Saved entries
--- START ---

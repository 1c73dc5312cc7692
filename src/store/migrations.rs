//! Version-tracked database migrations for the libSQL backend.
//!
//! Each migration has a version number and SQL. `run_migrations()` checks
//! the current version and applies only the new ones sequentially.

use libsql::Connection;

use crate::error::DatabaseError;

/// A single migration step.
struct Migration {
    version: i64,
    name: &'static str,
    sql: &'static str,
}

/// All migrations in order. Add new versions to the end.
static MIGRATIONS: &[Migration] = &[
    Migration {
        version: 1,
        name: "initial_schema",
        sql: r#"
            CREATE TABLE IF NOT EXISTS decisions (
                message_id TEXT PRIMARY KEY,
                disposition TEXT NOT NULL,
                source TEXT NOT NULL,
                sender TEXT NOT NULL,
                subject TEXT NOT NULL,
                decided_at TEXT NOT NULL,
                applied INTEGER NOT NULL DEFAULT 0,
                applied_at TEXT
            );
            CREATE INDEX IF NOT EXISTS idx_decisions_disposition ON decisions(disposition);
            CREATE INDEX IF NOT EXISTS idx_decisions_sender ON decisions(sender);

            CREATE TABLE IF NOT EXISTS opt_out_records (
                sender TEXT PRIMARY KEY,
                first_request TEXT NOT NULL,
                last_request TEXT NOT NULL,
                request_count INTEGER NOT NULL,
                escalated INTEGER NOT NULL DEFAULT 0
            );
        "#,
    },
    Migration {
        version: 2,
        name: "learned_preferences",
        sql: r#"
            CREATE TABLE IF NOT EXISTS preferences (
                id INTEGER PRIMARY KEY AUTOINCREMENT,
                pattern_type TEXT NOT NULL,
                pattern_value TEXT NOT NULL,
                disposition TEXT NOT NULL,
                confidence REAL NOT NULL,
                usage_count INTEGER NOT NULL DEFAULT 1,
                created_at TEXT NOT NULL,
                updated_at TEXT NOT NULL,
                UNIQUE(pattern_type, pattern_value, disposition)
            );
            CREATE INDEX IF NOT EXISTS idx_preferences_pattern
                ON preferences(pattern_type, pattern_value);
        "#,
    },
    Migration {
        version: 3,
        name: "applied_lookup",
        sql: r#"
            CREATE INDEX IF NOT EXISTS idx_decisions_applied
                ON decisions(applied, message_id);
        "#,
    },
];

/// Highest version this build knows how to apply.
pub fn latest_version() -> i64 {
    MIGRATIONS.last().map_or(0, |m| m.version)
}

/// Bring the schema up to [`latest_version`].
///
/// Each step and its `_migrations` row commit together, so an interrupted
/// upgrade resumes at the failed step.
pub async fn run_migrations(conn: &Connection) -> Result<(), DatabaseError> {
    conn.execute(
        "CREATE TABLE IF NOT EXISTS _migrations (
            version INTEGER PRIMARY KEY,
            name TEXT NOT NULL,
            applied_at TEXT NOT NULL
        )",
        (),
    )
    .await
    .map_err(|e| DatabaseError::Migration(format!("_migrations table: {e}")))?;

    let current = schema_version(conn).await?;
    let pending: Vec<&Migration> = MIGRATIONS.iter().filter(|m| m.version > current).collect();
    if pending.is_empty() {
        tracing::debug!(version = current, "Schema up to date");
        return Ok(());
    }

    for migration in pending {
        tracing::info!(
            version = migration.version,
            name = migration.name,
            "Applying migration"
        );
        apply(conn, migration).await.map_err(|e| {
            DatabaseError::Migration(format!(
                "V{} ({}) failed: {e}",
                migration.version, migration.name
            ))
        })?;
    }
    Ok(())
}

async fn apply(conn: &Connection, migration: &Migration) -> Result<(), libsql::Error> {
    let tx = conn.transaction().await?;
    tx.execute_batch(migration.sql).await?;
    tx.execute(
        "INSERT INTO _migrations (version, name, applied_at) VALUES (?1, ?2, ?3)",
        libsql::params![
            migration.version,
            migration.name,
            chrono::Utc::now().to_rfc3339()
        ],
    )
    .await?;
    tx.commit().await
}

/// Highest applied version, 0 on a fresh database.
pub async fn schema_version(conn: &Connection) -> Result<i64, DatabaseError> {
    let mut rows = conn
        .query("SELECT COALESCE(MAX(version), 0) FROM _migrations", ())
        .await
        .map_err(|e| DatabaseError::Migration(format!("reading schema version: {e}")))?;

    match rows
        .next()
        .await
        .map_err(|e| DatabaseError::Migration(format!("reading schema version: {e}")))?
    {
        Some(row) => row
            .get::<i64>(0)
            .map_err(|e| DatabaseError::Migration(format!("parsing schema version: {e}"))),
        None => Ok(0),
    }
}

--- END ---

◆ Task to complete
For every entry above, write out an exact copy.

◆ Response to this exercise
repository 1c73dc5312cc7692
filename src/store/migrations.rs
//! Version-tracked database migrations for the libSQL backend.
//!
//! Each migration has a version number and SQL. `run_migrations()` checks
//! the current version and applies only the new ones sequentially.

use libsql::Connection;

use crate::error::DatabaseError;

/// A single migration step.
struct Migration {
    version: i64,
    name: &'static str,
    sql: &'static str,
}

/// All migrations in order. Add new versions to the end.
static MIGRATIONS: &[Migration] = &[
    Migration {
        version: 1,
        name: "initial_schema",
        sql: r#"
            CREATE TABLE IF NOT EXISTS decisions (
                message_id TEXT PRIMARY KEY,
                disposition TEXT NOT NULL,
                source TEXT NOT NULL,
                sender TEXT NOT NULL,
                subject TEXT NOT NULL,
                decided_at TEXT NOT NULL,
                applied INTEGER NOT NULL DEFAULT 0,
                applied_at TEXT
            );
            CREATE INDEX IF NOT EXISTS idx_decisions_disposition ON decisions(disposition);
            CREATE INDEX IF NOT EXISTS idx_decisions_sender ON decisions(sender);

            CREATE TABLE IF NOT EXISTS opt_out_records (
                sender TEXT PRIMARY KEY,
                first_request TEXT NOT NULL,
                last_request TEXT NOT NULL,
                request_count INTEGER NOT NULL,
                escalated INTEGER NOT NULL DEFAULT 0
            );
        "#,
    },
    Migration {
        version: 2,
        name: "learned_preferences",
        sql: r#"
            CREATE TABLE IF NOT EXISTS preferences (
                id INTEGER PRIMARY KEY AUTOINCREMENT,
                pattern_type TEXT NOT NULL,
                pattern_value TEXT NOT NULL,
                disposition TEXT NOT NULL,
                confidence REAL NOT NULL,
                usage_count INTEGER NOT NULL DEFAULT 1,
                created_at TEXT NOT NULL,
                updated_at TEXT NOT NULL,
                UNIQUE(pattern_type, pattern_value, disposition)
            );
            CREATE INDEX IF NOT EXISTS idx_preferences_pattern
                ON preferences(pattern_type, pattern_value);
        "#,
    },
    Migration {
        version: 3,
        name: "applied_lookup",
        sql: r#"
            CREATE INDEX IF NOT EXISTS idx_decisions_applied
                ON decisions(applied, message_id);
        "#,
    },
];

/// Highest version this build knows how to apply.
pub fn latest_version() -> i64 {
    MIGRATIONS.last().map_or(0, |m| m.version)
}

/// Bring the schema up to [`latest_version`].
///
/// Each step and its `_migrations` row commit together, so an interrupted
/// upgrade resumes at the failed step.
pub async fn run_migrations(conn: &Connection) -> Result<(), DatabaseError> {
    conn.execute(
        "CREATE TABLE IF NOT EXISTS _migrations (
            version INTEGER PRIMARY KEY,
            name TEXT NOT NULL,
            applied_at TEXT NOT NULL
        )",
        (),
    )
    .await
    .map_err(|e| DatabaseError::Migration(format!("_migrations table: {e}")))?;

    let current = schema_version(conn).await?;
    let pending: Vec<&Migration> = MIGRATIONS.iter().filter(|m| m.version > current).collect();
    if pending.is_empty() {
        tracing::debug!(version = current, "Schema up to date");
        return Ok(());
    }

    for migration in pending {
        tracing::info!(
            version = migration.version,
            name = migration.name,
            "Applying migration"
        );
        apply(conn, migration).await.map_err(|e| {
            DatabaseError::Migration(format!(
                "V{} ({}) failed: {e}",
                migration.version, migration.name
            ))
        })?;
    }
    Ok(())
}

async fn apply(conn: &Connection, migration: &Migration) -> Result<(), libsql::Error> {
    let tx = conn.transaction().await?;
    tx.execute_batch(migration.sql).await?;
    tx.execute(
        "INSERT INTO _migrations (version, name, applied_at) VALUES (?1, ?2, ?3)",
        libsql::params![
            migration.version,
            migration.name,
            chrono::Utc::now().to_rfc3339()
        ],
    )
    .await?;
    tx.commit().await
}

/// Highest applied version, 0 on a fresh database.
pub async fn schema_version(conn: &Connection) -> Result<i64, DatabaseError> {
    let mut rows = conn
        .query("SELECT COALESCE(MAX(version), 0) FROM _migrations", ())
        .await
        .map_err(|e| DatabaseError::Migration(format!("reading schema version: {e}")))?;

    match rows
        .next()
        .await
        .map_err(|e| DatabaseError::Migration(format!("reading schema version: {e}")))?
    {
        Some(row) => row
            .get::<i64>(0)
            .map_err(|e| DatabaseError::Migration(format!("parsing schema version: {e}"))),
        None => Ok(0),
    }
}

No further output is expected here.